DATA FOR THIS EXERCISE:

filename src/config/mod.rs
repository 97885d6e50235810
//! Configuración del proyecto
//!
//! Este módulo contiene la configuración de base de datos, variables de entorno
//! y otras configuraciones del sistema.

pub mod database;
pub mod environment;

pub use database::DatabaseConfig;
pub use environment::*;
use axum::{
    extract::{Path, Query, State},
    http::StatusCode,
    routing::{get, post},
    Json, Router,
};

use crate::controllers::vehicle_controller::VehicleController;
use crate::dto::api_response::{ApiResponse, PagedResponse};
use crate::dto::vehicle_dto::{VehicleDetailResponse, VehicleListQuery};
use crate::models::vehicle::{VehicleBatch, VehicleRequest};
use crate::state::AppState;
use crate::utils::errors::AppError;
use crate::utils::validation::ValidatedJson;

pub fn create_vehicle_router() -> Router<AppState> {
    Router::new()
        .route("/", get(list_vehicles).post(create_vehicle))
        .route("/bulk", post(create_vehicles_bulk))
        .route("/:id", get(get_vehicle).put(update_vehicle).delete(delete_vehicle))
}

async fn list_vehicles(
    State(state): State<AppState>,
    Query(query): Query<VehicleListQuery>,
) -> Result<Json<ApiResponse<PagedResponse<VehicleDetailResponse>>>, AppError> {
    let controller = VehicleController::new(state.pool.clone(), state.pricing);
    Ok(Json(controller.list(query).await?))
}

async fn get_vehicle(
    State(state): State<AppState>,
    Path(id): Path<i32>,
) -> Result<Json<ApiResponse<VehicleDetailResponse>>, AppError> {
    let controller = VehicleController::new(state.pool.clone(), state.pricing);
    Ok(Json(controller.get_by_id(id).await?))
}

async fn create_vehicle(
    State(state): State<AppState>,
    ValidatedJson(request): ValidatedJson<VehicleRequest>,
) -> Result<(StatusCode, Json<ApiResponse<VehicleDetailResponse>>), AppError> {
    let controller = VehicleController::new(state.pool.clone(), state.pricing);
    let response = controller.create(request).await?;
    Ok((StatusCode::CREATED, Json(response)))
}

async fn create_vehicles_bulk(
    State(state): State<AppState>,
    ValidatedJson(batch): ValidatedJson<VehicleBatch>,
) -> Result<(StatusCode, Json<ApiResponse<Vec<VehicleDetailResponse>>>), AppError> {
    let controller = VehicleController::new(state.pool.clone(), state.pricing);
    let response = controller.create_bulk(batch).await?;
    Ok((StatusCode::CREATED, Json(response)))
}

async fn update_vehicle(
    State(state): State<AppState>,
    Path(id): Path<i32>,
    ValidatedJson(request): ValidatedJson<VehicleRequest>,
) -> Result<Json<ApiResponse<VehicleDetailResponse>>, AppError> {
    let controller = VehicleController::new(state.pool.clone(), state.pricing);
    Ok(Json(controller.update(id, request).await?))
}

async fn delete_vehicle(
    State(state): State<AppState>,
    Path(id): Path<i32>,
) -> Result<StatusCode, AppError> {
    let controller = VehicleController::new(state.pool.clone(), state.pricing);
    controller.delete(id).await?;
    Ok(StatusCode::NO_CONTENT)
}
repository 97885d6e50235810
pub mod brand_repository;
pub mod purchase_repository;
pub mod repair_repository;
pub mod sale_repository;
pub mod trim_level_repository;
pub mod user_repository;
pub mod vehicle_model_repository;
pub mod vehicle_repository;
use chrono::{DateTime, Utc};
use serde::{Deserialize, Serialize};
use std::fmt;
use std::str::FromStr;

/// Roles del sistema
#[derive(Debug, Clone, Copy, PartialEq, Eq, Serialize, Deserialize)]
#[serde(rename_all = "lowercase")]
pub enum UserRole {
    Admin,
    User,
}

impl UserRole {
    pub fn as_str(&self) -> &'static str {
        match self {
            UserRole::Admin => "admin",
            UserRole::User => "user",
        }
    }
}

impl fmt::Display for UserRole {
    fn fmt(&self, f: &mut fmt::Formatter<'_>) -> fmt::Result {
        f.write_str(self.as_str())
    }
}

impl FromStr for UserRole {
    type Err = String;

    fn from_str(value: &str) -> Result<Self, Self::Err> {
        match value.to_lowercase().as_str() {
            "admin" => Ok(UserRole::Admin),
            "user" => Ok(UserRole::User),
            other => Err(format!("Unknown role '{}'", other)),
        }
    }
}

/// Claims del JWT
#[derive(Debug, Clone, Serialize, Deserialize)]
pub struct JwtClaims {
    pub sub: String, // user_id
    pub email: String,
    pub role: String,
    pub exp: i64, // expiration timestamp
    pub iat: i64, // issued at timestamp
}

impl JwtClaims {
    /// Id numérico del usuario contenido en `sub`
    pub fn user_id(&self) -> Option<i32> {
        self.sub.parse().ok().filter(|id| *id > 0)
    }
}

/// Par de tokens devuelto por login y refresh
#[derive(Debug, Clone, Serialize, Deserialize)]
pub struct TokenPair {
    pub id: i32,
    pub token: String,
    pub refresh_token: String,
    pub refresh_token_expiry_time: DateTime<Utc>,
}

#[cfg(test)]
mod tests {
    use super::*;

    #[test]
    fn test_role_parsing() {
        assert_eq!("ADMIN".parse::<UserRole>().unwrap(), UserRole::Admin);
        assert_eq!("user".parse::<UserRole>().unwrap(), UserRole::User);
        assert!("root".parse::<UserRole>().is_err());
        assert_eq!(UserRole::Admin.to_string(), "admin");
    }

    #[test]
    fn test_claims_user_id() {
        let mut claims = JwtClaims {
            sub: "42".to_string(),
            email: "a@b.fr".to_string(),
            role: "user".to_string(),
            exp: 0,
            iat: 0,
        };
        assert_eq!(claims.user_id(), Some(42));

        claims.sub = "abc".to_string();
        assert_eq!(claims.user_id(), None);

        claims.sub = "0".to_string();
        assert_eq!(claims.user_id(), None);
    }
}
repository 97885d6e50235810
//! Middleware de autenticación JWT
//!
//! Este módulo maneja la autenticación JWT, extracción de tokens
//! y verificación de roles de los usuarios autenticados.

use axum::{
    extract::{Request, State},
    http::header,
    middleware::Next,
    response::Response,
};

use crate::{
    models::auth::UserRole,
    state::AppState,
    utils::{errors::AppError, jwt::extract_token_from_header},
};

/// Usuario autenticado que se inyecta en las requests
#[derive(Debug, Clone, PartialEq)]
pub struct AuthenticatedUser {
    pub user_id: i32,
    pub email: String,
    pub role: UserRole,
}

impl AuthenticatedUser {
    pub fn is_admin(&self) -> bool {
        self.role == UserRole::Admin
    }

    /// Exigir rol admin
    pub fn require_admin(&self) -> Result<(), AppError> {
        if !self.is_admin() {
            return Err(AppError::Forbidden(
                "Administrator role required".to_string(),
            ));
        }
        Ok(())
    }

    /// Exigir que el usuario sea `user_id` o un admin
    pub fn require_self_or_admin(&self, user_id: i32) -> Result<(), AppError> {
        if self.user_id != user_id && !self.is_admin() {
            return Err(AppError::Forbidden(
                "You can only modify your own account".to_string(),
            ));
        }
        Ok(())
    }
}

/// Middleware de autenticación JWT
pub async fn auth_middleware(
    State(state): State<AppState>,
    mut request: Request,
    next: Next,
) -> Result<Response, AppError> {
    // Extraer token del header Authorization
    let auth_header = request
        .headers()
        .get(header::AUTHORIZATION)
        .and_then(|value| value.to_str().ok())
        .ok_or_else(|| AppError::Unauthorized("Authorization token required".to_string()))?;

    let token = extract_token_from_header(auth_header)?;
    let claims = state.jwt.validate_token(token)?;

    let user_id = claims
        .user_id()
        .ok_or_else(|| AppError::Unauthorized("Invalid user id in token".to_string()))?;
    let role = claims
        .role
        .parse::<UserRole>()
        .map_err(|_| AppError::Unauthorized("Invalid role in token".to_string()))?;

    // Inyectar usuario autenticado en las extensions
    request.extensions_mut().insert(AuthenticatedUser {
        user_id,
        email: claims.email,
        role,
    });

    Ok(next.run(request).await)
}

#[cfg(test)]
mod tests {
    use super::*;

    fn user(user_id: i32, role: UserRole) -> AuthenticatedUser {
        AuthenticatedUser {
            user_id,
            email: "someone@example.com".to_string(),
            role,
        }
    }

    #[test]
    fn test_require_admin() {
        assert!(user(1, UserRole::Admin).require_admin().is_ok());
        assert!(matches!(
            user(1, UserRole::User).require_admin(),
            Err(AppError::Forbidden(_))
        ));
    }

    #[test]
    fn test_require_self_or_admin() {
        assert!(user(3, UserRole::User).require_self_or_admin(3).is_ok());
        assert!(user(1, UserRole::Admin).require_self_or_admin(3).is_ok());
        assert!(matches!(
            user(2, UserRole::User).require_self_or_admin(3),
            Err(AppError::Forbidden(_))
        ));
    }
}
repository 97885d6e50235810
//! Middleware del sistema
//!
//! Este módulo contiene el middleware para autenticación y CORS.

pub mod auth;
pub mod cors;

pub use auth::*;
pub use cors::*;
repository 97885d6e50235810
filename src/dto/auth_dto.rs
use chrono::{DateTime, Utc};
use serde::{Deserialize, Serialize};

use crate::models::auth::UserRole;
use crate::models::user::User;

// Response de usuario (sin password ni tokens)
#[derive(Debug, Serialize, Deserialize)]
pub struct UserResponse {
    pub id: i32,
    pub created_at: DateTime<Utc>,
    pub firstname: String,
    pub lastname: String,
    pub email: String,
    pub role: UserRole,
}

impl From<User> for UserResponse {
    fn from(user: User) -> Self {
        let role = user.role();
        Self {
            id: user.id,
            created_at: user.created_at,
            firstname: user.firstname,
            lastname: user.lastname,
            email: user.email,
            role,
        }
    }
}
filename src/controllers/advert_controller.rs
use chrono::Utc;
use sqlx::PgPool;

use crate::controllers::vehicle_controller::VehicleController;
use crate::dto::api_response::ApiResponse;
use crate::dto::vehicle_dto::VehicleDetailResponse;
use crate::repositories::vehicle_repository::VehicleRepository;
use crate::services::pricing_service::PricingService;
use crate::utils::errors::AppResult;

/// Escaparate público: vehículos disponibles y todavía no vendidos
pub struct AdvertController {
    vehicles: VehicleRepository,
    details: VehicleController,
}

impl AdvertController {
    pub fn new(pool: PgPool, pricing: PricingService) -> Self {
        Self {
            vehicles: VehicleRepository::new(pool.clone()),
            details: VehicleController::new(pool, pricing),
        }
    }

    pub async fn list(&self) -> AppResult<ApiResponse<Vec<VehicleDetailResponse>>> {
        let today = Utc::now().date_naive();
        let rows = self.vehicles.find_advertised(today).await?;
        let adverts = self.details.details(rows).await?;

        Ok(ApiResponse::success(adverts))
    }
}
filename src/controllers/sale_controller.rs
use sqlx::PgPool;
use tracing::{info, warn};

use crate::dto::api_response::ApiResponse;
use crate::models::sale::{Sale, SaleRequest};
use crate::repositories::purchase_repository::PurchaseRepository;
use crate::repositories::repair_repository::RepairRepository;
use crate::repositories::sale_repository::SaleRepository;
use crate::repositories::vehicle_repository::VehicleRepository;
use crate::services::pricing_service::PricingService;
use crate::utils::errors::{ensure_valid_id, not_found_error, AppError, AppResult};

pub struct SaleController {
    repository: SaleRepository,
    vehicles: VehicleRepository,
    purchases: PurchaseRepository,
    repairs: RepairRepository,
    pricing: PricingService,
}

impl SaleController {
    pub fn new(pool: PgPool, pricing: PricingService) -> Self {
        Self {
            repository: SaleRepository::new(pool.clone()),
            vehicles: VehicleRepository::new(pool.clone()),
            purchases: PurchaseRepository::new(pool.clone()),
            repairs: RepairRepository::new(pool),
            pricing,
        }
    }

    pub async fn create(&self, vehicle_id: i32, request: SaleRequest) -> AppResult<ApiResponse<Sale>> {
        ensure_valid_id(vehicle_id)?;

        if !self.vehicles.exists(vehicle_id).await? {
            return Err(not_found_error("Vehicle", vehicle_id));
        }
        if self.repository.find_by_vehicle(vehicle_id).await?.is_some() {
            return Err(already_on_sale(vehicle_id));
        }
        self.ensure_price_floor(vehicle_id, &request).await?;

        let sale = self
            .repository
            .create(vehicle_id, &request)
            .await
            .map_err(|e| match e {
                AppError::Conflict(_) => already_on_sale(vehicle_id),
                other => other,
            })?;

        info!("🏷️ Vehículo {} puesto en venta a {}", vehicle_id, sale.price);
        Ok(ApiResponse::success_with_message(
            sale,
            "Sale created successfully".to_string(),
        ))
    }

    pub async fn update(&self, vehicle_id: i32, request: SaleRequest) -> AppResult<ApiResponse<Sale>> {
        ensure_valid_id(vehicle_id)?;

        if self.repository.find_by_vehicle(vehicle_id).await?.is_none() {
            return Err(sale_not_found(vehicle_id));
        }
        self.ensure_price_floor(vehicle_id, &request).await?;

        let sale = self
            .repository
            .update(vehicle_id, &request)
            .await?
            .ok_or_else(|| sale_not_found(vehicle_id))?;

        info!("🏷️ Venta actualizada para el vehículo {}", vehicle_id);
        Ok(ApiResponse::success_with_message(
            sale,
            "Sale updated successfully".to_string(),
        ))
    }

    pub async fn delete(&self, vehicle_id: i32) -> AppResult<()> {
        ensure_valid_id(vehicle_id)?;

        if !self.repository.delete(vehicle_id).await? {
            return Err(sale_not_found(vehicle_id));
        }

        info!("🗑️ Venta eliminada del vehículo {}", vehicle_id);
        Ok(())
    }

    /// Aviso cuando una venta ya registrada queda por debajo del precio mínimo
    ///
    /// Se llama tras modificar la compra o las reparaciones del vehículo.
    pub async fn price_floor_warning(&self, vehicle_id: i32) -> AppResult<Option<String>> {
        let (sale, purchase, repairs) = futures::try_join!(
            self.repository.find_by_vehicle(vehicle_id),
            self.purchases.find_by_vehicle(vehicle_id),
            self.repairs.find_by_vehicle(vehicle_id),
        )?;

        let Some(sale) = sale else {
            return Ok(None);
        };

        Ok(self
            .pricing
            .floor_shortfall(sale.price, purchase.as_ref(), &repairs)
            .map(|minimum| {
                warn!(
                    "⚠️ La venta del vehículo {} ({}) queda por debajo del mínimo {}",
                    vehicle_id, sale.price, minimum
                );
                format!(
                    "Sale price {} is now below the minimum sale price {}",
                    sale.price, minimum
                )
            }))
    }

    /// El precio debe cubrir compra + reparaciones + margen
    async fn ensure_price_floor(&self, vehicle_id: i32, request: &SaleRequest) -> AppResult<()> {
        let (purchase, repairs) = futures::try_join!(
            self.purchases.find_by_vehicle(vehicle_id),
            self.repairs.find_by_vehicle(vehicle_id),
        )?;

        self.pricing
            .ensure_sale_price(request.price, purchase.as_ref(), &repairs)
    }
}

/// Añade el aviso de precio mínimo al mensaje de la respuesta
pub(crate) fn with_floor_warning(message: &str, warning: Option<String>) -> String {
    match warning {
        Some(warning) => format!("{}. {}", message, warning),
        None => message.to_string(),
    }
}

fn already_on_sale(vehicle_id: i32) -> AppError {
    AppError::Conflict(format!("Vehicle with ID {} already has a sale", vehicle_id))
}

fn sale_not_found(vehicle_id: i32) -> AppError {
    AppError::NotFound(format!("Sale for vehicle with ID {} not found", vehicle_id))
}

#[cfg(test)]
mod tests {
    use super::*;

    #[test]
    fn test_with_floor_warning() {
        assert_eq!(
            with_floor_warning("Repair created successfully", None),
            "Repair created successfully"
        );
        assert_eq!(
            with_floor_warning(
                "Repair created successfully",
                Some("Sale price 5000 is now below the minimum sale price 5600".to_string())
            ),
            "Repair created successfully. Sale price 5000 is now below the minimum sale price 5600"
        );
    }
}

BRIEF: Lines holding the word "UserResponse" should be copied from the entries above.

RESPONSE:
pub struct UserResponse {
impl From<User> for UserResponse {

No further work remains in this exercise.